WHAT IS BEING ASKED: In the records below, begin at the line that has "app.cursor = (app.cursor" and stop after the line that has "let char_count = app.image_path_input.chars().count();"; quote those lines verbatim and nothing more.

SOURCE RECORDS:
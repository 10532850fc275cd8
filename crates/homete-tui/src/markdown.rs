//! Markdown to styled terminal lines, for rendering model replies.

use pulldown_cmark::{Event, Options, Parser, Tag, TagEnd};
use ratatui::{
    style::{Color, Modifier, Style},
    text::{Line, Span},
};

/// Render markdown into lines: paragraphs separated by a blank line, bullet and numbered
/// lists indented by nesting depth, headings and emphasis styled.
pub fn render_markdown(content: &str) -> Vec<Line<'static>> {
    let mut renderer = Renderer::default();
    for event in Parser::new_ext(content, Options::ENABLE_STRIKETHROUGH) {
        renderer.push(event);
    }
    renderer.finish()
}

#[derive(Default)]
struct Renderer {
    lines: Vec<Line<'static>>,
    current: Vec<Span<'static>>,
    styles: Vec<Style>,
    // One entry per open list: next number for ordered lists, None for bullets
    lists: Vec<Option<u64>>,
    in_code_block: bool,
}

impl Renderer {
    fn push(&mut self, event: Event<'_>) {
        match event {
            Event::Start(tag) => self.start(tag),
            Event::End(tag) => self.end(tag),
            Event::Text(text) if self.in_code_block => {
                let style = Style::default().fg(Color::Yellow);
                for line in text.lines() {
                    self.lines.push(Line::from(Span::styled(format!("  {}", line), style)));
                }
            }
            Event::Text(text) | Event::Html(text) | Event::InlineHtml(text) => {
                let style = self.style();
                self.current.push(Span::styled(text.into_string(), style));
            }
            Event::Code(code) => {
                self.current
                    .push(Span::styled(code.into_string(), Style::default().fg(Color::Yellow)));
            }
            Event::SoftBreak => self.current.push(Span::raw(" ")),
            Event::HardBreak => self.flush(),
            Event::Rule => {
                self.separate();
                self.lines.push(Line::from(Span::styled(
                    "────────",
                    Style::default().fg(Color::DarkGray),
                )));
            }
            _ => {}
        }
    }

    fn start(&mut self, tag: Tag<'_>) {
        match tag {
            Tag::Paragraph => {
                // Inside a list item the marker is already on the current line
                if self.lists.is_empty() {
                    self.separate();
                }
            }
            Tag::Heading { .. } => {
                self.separate();
                self.styles
                    .push(Style::default().fg(Color::Cyan).add_modifier(Modifier::BOLD));
            }
            Tag::BlockQuote(_) => {
                self.separate();
                self.styles.push(Style::default().fg(Color::DarkGray));
            }
            Tag::CodeBlock(_) => {
                self.separate();
                self.in_code_block = true;
            }
            Tag::List(start) => {
                if self.lists.is_empty() {
                    self.separate();
                } else {
                    self.flush();
                }
                self.lists.push(start);
            }
            Tag::Item => {
                self.flush();
                let indent = "  ".repeat(self.lists.len().saturating_sub(1));
                let marker = match self.lists.last_mut() {
                    Some(Some(n)) => {
                        let marker = format!("{}. ", n);
                        *n += 1;
                        marker
                    }
                    _ => "• ".to_string(),
                };
                self.current.push(Span::raw(format!("{}{}", indent, marker)));
            }
            Tag::Emphasis => self.styles.push(Style::default().add_modifier(Modifier::ITALIC)),
            Tag::Strong => self.styles.push(Style::default().add_modifier(Modifier::BOLD)),
            Tag::Strikethrough => {
                self.styles.push(Style::default().add_modifier(Modifier::CROSSED_OUT))
            }
            _ => {}
        }
    }

    fn end(&mut self, tag: TagEnd) {
        match tag {
            TagEnd::Paragraph | TagEnd::Item => self.flush(),
            TagEnd::Heading(_) | TagEnd::BlockQuote(_) => {
                self.flush();
                self.styles.pop();
            }
            TagEnd::CodeBlock => self.in_code_block = false,
            TagEnd::List(_) => {
                self.flush();
                self.lists.pop();
            }
            TagEnd::Emphasis | TagEnd::Strong | TagEnd::Strikethrough => {
                self.styles.pop();
            }
            _ => {}
        }
    }

    fn style(&self) -> Style {
        self.styles
            .iter()
            .fold(Style::default(), |acc, style| acc.patch(*style))
    }

    fn flush(&mut self) {
        if !self.current.is_empty() {
            self.lines.push(Line::from(std::mem::take(&mut self.current)));
        }
    }

    /// Close the current line and leave one blank line before the next block
    fn separate(&mut self) {
        self.flush();
        if self.lines.last().is_some_and(|line| line.width() > 0) {
            self.lines.push(Line::default());
        }
    }

    fn finish(mut self) -> Vec<Line<'static>> {
        self.flush();
        self.lines
    }
}
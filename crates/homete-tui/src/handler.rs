use anyhow::Result;
use crossterm::event::{KeyCode, KeyEvent, KeyModifiers, MouseEvent, MouseEventKind};
use homete_core::Gateway;

use crate::app::{App, InputMode};
use crate::tui::AppEvent;

/// Convert a character index to a byte index for UTF-8 safe string operations
fn char_to_byte_index(s: &str, char_idx: usize) -> usize {
    s.char_indices()
        .nth(char_idx)
        .map(|(i, _)| i)
        .unwrap_or(s.len())
}

pub async fn handle_event<G>(app: &mut App<G>, event: AppEvent) -> Result<()>
where
    G: Gateway + Clone + Send + Sync + 'static,
{
    match event {
        AppEvent::Key(key) => handle_key(app, key),
        AppEvent::Paste(text) => handle_paste(app, &text),
        AppEvent::Mouse(mouse) => handle_mouse(app, mouse),
        AppEvent::Resize => {}
        AppEvent::Tick => {
            app.tick_animation();
        }
    }

    // Pick up a finished exchange on every event, not just ticks
    app.poll_exchange().await;
    Ok(())
}

fn handle_key<G>(app: &mut App<G>, key: KeyEvent)
where
    G: Gateway + Clone + Send + Sync + 'static,
{
    // Global keys that work in any mode
    if key.code == KeyCode::Char('c') && key.modifiers.contains(KeyModifiers::CONTROL) {
        app.should_quit = true;
        return;
    }

    match app.input_mode {
        InputMode::Editing => handle_editing(app, key),
        InputMode::ImagePicker => handle_image_picker(app, key),
    }
}

fn handle_editing<G>(app: &mut App<G>, key: KeyEvent)
where
    G: Gateway + Clone + Send + Sync + 'static,
{
    // Scrolling and quitting work while a reply is pending
    match key.code {
        KeyCode::Esc => {
            app.should_quit = true;
            return;
        }
        KeyCode::PageUp => {
            app.scroll_page_up();
            return;
        }
        KeyCode::PageDown => {
            app.scroll_page_down();
            return;
        }
        KeyCode::Up => {
            app.scroll_up(1);
            return;
        }
        KeyCode::Down => {
            app.scroll_down(1);
            return;
        }
        _ => {}
    }

    // Input is disabled while an exchange is in flight
    if app.is_pending() {
        return;
    }

    match key.code {
        // Only a plain Enter sends; modified Enter is left alone
        KeyCode::Enter if key.modifiers.is_empty() => app.submit_text(),
        KeyCode::Char('o') if key.modifiers.contains(KeyModifiers::CONTROL) => {
            app.open_image_picker();
        }
        KeyCode::Backspace => {
            if app.cursor > 0 {
                app.cursor -= 1;
                let byte_pos = char_to_byte_index(&app.input, app.cursor);
                app.input.remove(byte_pos);
            }
        }
        KeyCode::Delete => {
            let char_count = app.input.chars().count();
            if app.cursor < char_count {
                let byte_pos = char_to_byte_index(&app.input, app.cursor);
                app.input.remove(byte_pos);
            }
        }
        KeyCode::Left => {
            app.cursor = app.cursor.saturating_sub(1);
        }
        KeyCode::Right => {
            let char_count = app.input.chars().count();
            app.cursor = (app.cursor + 1).min(char_count);
        }
        KeyCode::Home => {
            app.cursor = 0;
        }
        KeyCode::End => {
            app.cursor = app.input.chars().count();
        }
        KeyCode::Char(c) if !key.modifiers.contains(KeyModifiers::CONTROL) => {
            let byte_pos = char_to_byte_index(&app.input, app.cursor);
            app.input.insert(byte_pos, c);
            app.cursor += 1;
        }
        _ => {}
    }
}

fn handle_image_picker<G>(app: &mut App<G>, key: KeyEvent)
where
    G: Gateway + Clone + Send + Sync + 'static,
{
    match key.code {
        KeyCode::Esc => app.close_image_picker(),
        KeyCode::Enter if key.modifiers.is_empty() => app.submit_image(),
        KeyCode::Backspace => {
            if app.image_path_cursor > 0 {
                app.image_path_cursor -= 1;
                let byte_pos = char_to_byte_index(&app.image_path_input, app.image_path_cursor);
                app.image_path_input.remove(byte_pos);
            }
        }
        KeyCode::Left => {
            app.image_path_cursor = app.image_path_cursor.saturating_sub(1);
        }
        KeyCode::Right => {
            let char_count = app.image_path_input.chars().count();
            app.image_path_cursor = (app.image_path_cursor + 1).min(char_count);
        }
        KeyCode::Home => {
            app.image_path_cursor = 0;
        }
        KeyCode::End => {
            app.image_path_cursor = app.image_path_input.chars().count();
        }
        KeyCode::Char(c) if !key.modifiers.contains(KeyModifiers::CONTROL) => {
            let byte_pos = char_to_byte_index(&app.image_path_input, app.image_path_cursor);
            app.image_path_input.insert(byte_pos, c);
            app.image_path_cursor += 1;
        }
        _ => {}
    }
}

/// Insert pasted text at the cursor. Line breaks become spaces so a paste never sends.
fn handle_paste<G>(app: &mut App<G>, text: &str) {
    let cleaned: String = text
        .chars()
        .map(|c| if c == '\n' || c == '\r' { ' ' } else { c })
        .collect();

    let (buffer, cursor) = match app.input_mode {
        InputMode::Editing if !app.controller.is_pending() => (&mut app.input, &mut app.cursor),
        InputMode::ImagePicker => (&mut app.image_path_input, &mut app.image_path_cursor),
        _ => return,
    };

    let byte_pos = char_to_byte_index(buffer, *cursor);
    buffer.insert_str(byte_pos, &cleaned);
    *cursor += cleaned.chars().count();
}

fn handle_mouse<G>(app: &mut App<G>, mouse: MouseEvent) {
    match mouse.kind {
        MouseEventKind::ScrollDown => app.scroll_down(3),
        MouseEventKind::ScrollUp => app.scroll_up(3),
        _ => {}
    }
}
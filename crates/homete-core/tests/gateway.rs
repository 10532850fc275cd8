use base64::{engine::general_purpose::STANDARD as BASE64, Engine as _};
use homete_core::{
    ChatEntry, Config, GatewaySettings, GeminiClient, Gateway, TranscriptController,
    ERROR_MESSAGE, MAX_IMAGE_BYTES,
};
use image::{DynamicImage, ImageFormat, Rgb, RgbImage};
use serde_json::{json, Value};
use std::io::{Cursor, Write};
use wiremock::matchers::{header, method, path};
use wiremock::{Mock, MockServer, ResponseTemplate};

const TEXT_PATH: &str = "/v1beta/models/text-model:generateContent";
const VISION_PATH: &str = "/v1beta/models/vision-model:generateContent";

fn client_for(server: &MockServer) -> GeminiClient {
    let settings = GatewaySettings::resolve(
        Config {
            api_key: Some("test-key".to_string()),
            text_model: Some("text-model".to_string()),
            vision_model: Some("vision-model".to_string()),
            base_url: Some(server.uri()),
        },
        Config::default(),
    )
    .unwrap();
    GeminiClient::new(settings)
}

fn reply(text: &str) -> ResponseTemplate {
    ResponseTemplate::new(200).set_body_json(json!({
        "candidates": [{
            "content": { "role": "model", "parts": [{ "text": text }] },
            "finishReason": "STOP"
        }]
    }))
}

fn png_file(width: u32, height: u32) -> (tempfile::NamedTempFile, Vec<u8>) {
    let mut state: u32 = 0x1234_5678;
    let img = RgbImage::from_fn(width, height, |_, _| {
        state ^= state << 13;
        state ^= state >> 17;
        state ^= state << 5;
        let [a, b, c, _] = state.to_le_bytes();
        Rgb([a, b, c])
    });
    let mut bytes = Vec::new();
    DynamicImage::ImageRgb8(img)
        .write_to(&mut Cursor::new(&mut bytes), ImageFormat::Png)
        .unwrap();

    let mut file = tempfile::Builder::new().suffix(".png").tempfile().unwrap();
    file.write_all(&bytes).unwrap();
    (file, bytes)
}

async fn last_body(server: &MockServer) -> Value {
    let requests = server.received_requests().await.unwrap();
    requests.last().unwrap().body_json::<Value>().unwrap()
}

#[tokio::test]
async fn test_text_reply_sends_wrapped_prompt() {
    let server = MockServer::start().await;
    Mock::given(method("POST"))
        .and(path(TEXT_PATH))
        .and(header("x-goog-api-key", "test-key"))
        .respond_with(reply("とても素敵な挨拶ですね!"))
        .expect(1)
        .mount(&server)
        .await;

    let client = client_for(&server);
    let text = client.reply_to_text("hello").await.unwrap();

    assert_eq!(text, "とても素敵な挨拶ですね!");
    let body = last_body(&server).await;
    assert_eq!(
        body["contents"][0]["parts"][0]["text"],
        "次の内容を褒めてください。「hello」"
    );
}

#[tokio::test]
async fn test_image_reply_sends_inline_data() {
    let server = MockServer::start().await;
    Mock::given(method("POST"))
        .and(path(VISION_PATH))
        .respond_with(reply("色使いが見事です"))
        .expect(1)
        .mount(&server)
        .await;

    let (file, original) = png_file(32, 32);
    let client = client_for(&server);
    let text = client.reply_to_image(file.path()).await.unwrap();

    assert_eq!(text, "色使いが見事です");
    let body = last_body(&server).await;
    let parts = &body["contents"][0]["parts"];
    assert_eq!(parts[0]["text"], "次の画像を褒めてください。");
    assert_eq!(parts[1]["inlineData"]["mimeType"], "image/png");
    let data = BASE64
        .decode(parts[1]["inlineData"]["data"].as_str().unwrap())
        .unwrap();
    assert_eq!(data, original);
}

#[tokio::test]
async fn test_large_image_is_compressed_before_upload() {
    let server = MockServer::start().await;
    Mock::given(method("POST"))
        .and(path(VISION_PATH))
        .respond_with(reply("ok"))
        .mount(&server)
        .await;

    let (file, original) = png_file(800, 800);
    assert!(original.len() > MAX_IMAGE_BYTES);

    client_for(&server).reply_to_image(file.path()).await.unwrap();

    let body = last_body(&server).await;
    let data = BASE64
        .decode(body["contents"][0]["parts"][1]["inlineData"]["data"].as_str().unwrap())
        .unwrap();
    assert!(data.len() <= MAX_IMAGE_BYTES);
    assert_eq!(image::guess_format(&data).unwrap(), ImageFormat::Png);
}

#[tokio::test]
async fn test_error_status_is_an_error() {
    let server = MockServer::start().await;
    Mock::given(method("POST"))
        .respond_with(ResponseTemplate::new(500).set_body_string("internal"))
        .mount(&server)
        .await;

    let err = client_for(&server).reply_to_text("hello").await.unwrap_err();
    assert!(err.to_string().contains("500"));
}

#[tokio::test]
async fn test_malformed_body_is_an_error() {
    let server = MockServer::start().await;
    Mock::given(method("POST"))
        .respond_with(ResponseTemplate::new(200).set_body_string("<html>nope</html>"))
        .mount(&server)
        .await;

    assert!(client_for(&server).reply_to_text("hello").await.is_err());
}

#[tokio::test]
async fn test_unreadable_image_fails_without_request() {
    let server = MockServer::start().await;
    Mock::given(method("POST"))
        .respond_with(reply("unused"))
        .expect(0)
        .mount(&server)
        .await;

    let result = client_for(&server)
        .reply_to_image(std::path::Path::new("/nonexistent/homete.png"))
        .await;
    assert!(result.is_err());
}

#[tokio::test]
async fn test_exchange_round_trip_through_controller() {
    let server = MockServer::start().await;
    Mock::given(method("POST"))
        .and(path(TEXT_PATH))
        .respond_with(reply("天才的です"))
        .mount(&server)
        .await;
    let client = client_for(&server);

    let mut controller = TranscriptController::new();
    let mut input = "hello".to_string();
    let exchange = controller.submit_text(&mut input).unwrap();
    let outcome = exchange.request.send(&client).await;
    controller.resolve(exchange.ticket, outcome);

    assert!(!controller.is_pending());
    assert_eq!(
        controller.entries(),
        &[
            ChatEntry::UserText("hello".to_string()),
            ChatEntry::System("天才的です".to_string()),
        ]
    );
}

#[tokio::test]
async fn test_failed_exchange_shows_fixed_error_message() {
    let server = MockServer::start().await;
    Mock::given(method("POST"))
        .respond_with(ResponseTemplate::new(200).set_body_json(json!({
            "promptFeedback": { "blockReason": "SAFETY" }
        })))
        .mount(&server)
        .await;
    let client = client_for(&server);

    let mut controller = TranscriptController::new();
    let exchange = controller.submit_image("/nonexistent/cat.jpg").unwrap();
    let outcome = exchange.request.send(&client).await;
    controller.resolve(exchange.ticket, outcome);

    let mut input = "hello".to_string();
    let exchange = controller.submit_text(&mut input).unwrap();
    let outcome = exchange.request.send(&client).await;
    controller.resolve(exchange.ticket, outcome);

    assert_eq!(controller.len(), 4);
    assert_eq!(controller.entries()[1].content(), Some(ERROR_MESSAGE));
    assert_eq!(controller.entries()[3].content(), Some(ERROR_MESSAGE));
    assert!(controller.entries().iter().all(|e| !e.is_loading()));
}
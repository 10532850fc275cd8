use anyhow::{anyhow, Context, Result};
use serde::{Deserialize, Serialize};
use std::fs;
use std::path::{Path, PathBuf};

pub const DEFAULT_BASE_URL: &str = "https://generativelanguage.googleapis.com";
pub const DEFAULT_TEXT_MODEL: &str = "gemini-2.0-flash";
pub const DEFAULT_VISION_MODEL: &str = "gemini-2.0-flash";

/// Optional settings read from `<config_dir>/homete/config.json`
#[derive(Serialize, Deserialize, Debug, Clone, Default, PartialEq, Eq)]
pub struct Config {
    pub api_key: Option<String>,
    pub text_model: Option<String>,
    pub vision_model: Option<String>,
    pub base_url: Option<String>,
}

impl Config {
    pub fn new() -> Self {
        Self::default()
    }

    /// Load from the default location; a missing file yields defaults
    pub fn load() -> Result<Self> {
        Self::load_from(&Self::get_config_path()?)
    }

    pub fn load_from(path: &Path) -> Result<Self> {
        if !path.exists() {
            return Ok(Self::new());
        }

        let config_content = fs::read_to_string(path)
            .with_context(|| format!("Failed to read config file {}", path.display()))?;
        let config: Config = serde_json::from_str(&config_content)
            .with_context(|| format!("Malformed config file {}", path.display()))?;
        Ok(config)
    }

    pub fn get_config_path() -> Result<PathBuf> {
        let config_dir = dirs::config_dir()
            .ok_or_else(|| anyhow!("Could not determine config directory"))?;

        Ok(config_dir.join("homete").join("config.json"))
    }
}

/// Fully resolved connection settings for the model gateway
#[derive(Clone, PartialEq, Eq)]
pub struct GatewaySettings {
    pub api_key: String,
    pub base_url: String,
    pub text_model: String,
    pub vision_model: String,
}

impl std::fmt::Debug for GatewaySettings {
    fn fmt(&self, f: &mut std::fmt::Formatter<'_>) -> std::fmt::Result {
        f.debug_struct("GatewaySettings")
            .field("api_key", &"<redacted>")
            .field("base_url", &self.base_url)
            .field("text_model", &self.text_model)
            .field("vision_model", &self.vision_model)
            .finish()
    }
}

impl GatewaySettings {
    /// Layer startup parameters over the config file over built-in defaults.
    ///
    /// Fails when no credential is available from either source.
    pub fn resolve(overrides: Config, file: Config) -> Result<Self> {
        let api_key = overrides
            .api_key
            .or(file.api_key)
            .filter(|key| !key.is_empty())
            .ok_or_else(|| {
                anyhow!("No API key configured. Pass --api-key or set GEMINI_API_KEY")
            })?;

        Ok(Self {
            api_key,
            base_url: overrides
                .base_url
                .or(file.base_url)
                .unwrap_or_else(|| DEFAULT_BASE_URL.to_string()),
            text_model: overrides
                .text_model
                .or(file.text_model)
                .unwrap_or_else(|| DEFAULT_TEXT_MODEL.to_string()),
            vision_model: overrides
                .vision_model
                .or(file.vision_model)
                .unwrap_or_else(|| DEFAULT_VISION_MODEL.to_string()),
        })
    }
}

#[cfg(test)]
mod tests {
    use super::*;
    use tempfile::TempDir;

    #[test]
    fn test_missing_file_yields_defaults() {
        let dir = TempDir::new().unwrap();
        let config = Config::load_from(&dir.path().join("config.json")).unwrap();
        assert_eq!(config, Config::new());
    }

    #[test]
    fn test_load_from_file() {
        let dir = TempDir::new().unwrap();
        let path = dir.path().join("config.json");
        fs::write(&path, r#"{ "api_key": "from-file", "text_model": "gemini-pro" }"#).unwrap();

        let config = Config::load_from(&path).unwrap();
        assert_eq!(config.api_key.as_deref(), Some("from-file"));
        assert_eq!(config.text_model.as_deref(), Some("gemini-pro"));
        assert!(config.vision_model.is_none());
    }

    #[test]
    fn test_malformed_file_is_an_error() {
        let dir = TempDir::new().unwrap();
        let path = dir.path().join("config.json");
        fs::write(&path, "{ not json").unwrap();

        assert!(Config::load_from(&path).is_err());
    }

    #[test]
    fn test_overrides_win_over_file() {
        let overrides = Config {
            api_key: Some("cli-key".to_string()),
            vision_model: Some("cli-vision".to_string()),
            ..Config::default()
        };
        let file = Config {
            api_key: Some("file-key".to_string()),
            text_model: Some("file-text".to_string()),
            vision_model: Some("file-vision".to_string()),
            base_url: None,
        };

        let settings = GatewaySettings::resolve(overrides, file).unwrap();
        assert_eq!(settings.api_key, "cli-key");
        assert_eq!(settings.text_model, "file-text");
        assert_eq!(settings.vision_model, "cli-vision");
        assert_eq!(settings.base_url, DEFAULT_BASE_URL);
    }

    #[test]
    fn test_missing_api_key_is_an_error() {
        let err = GatewaySettings::resolve(Config::default(), Config::default()).unwrap_err();
        assert!(err.to_string().contains("GEMINI_API_KEY"));

        let empty = Config {
            api_key: Some(String::new()),
            ..Config::default()
        };
        assert!(GatewaySettings::resolve(empty, Config::default()).is_err());
    }

    #[test]
    fn test_debug_redacts_api_key() {
        let settings = GatewaySettings::resolve(
            Config {
                api_key: Some("secret".to_string()),
                ..Config::default()
            },
            Config::default(),
        )
        .unwrap();
        assert!(!format!("{:?}", settings).contains("secret"));
    }
}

EXERCISE OUTPUT:
            app.cursor = (app.cursor + 1).min(char_count);
        }
        KeyCode::Home => {
            app.cursor = 0;
        }
        KeyCode::End => {
            app.cursor = app.input.chars().count();
        }
        KeyCode::Char(c) if !key.modifiers.contains(KeyModifiers::CONTROL) => {
            let byte_pos = char_to_byte_index(&app.input, app.cursor);
            app.input.insert(byte_pos, c);
            app.cursor += 1;
        }
        _ => {}
    }
}

fn handle_image_picker<G>(app: &mut App<G>, key: KeyEvent)
where
    G: Gateway + Clone + Send + Sync + 'static,
{
    match key.code {
        KeyCode::Esc => app.close_image_picker(),
        KeyCode::Enter if key.modifiers.is_empty() => app.submit_image(),
        KeyCode::Backspace => {
            if app.image_path_cursor > 0 {
                app.image_path_cursor -= 1;
                let byte_pos = char_to_byte_index(&app.image_path_input, app.image_path_cursor);
                app.image_path_input.remove(byte_pos);
            }
        }
        KeyCode::Left => {
            app.image_path_cursor = app.image_path_cursor.saturating_sub(1);
        }
        KeyCode::Right => {
            let char_count = app.image_path_input.chars().count();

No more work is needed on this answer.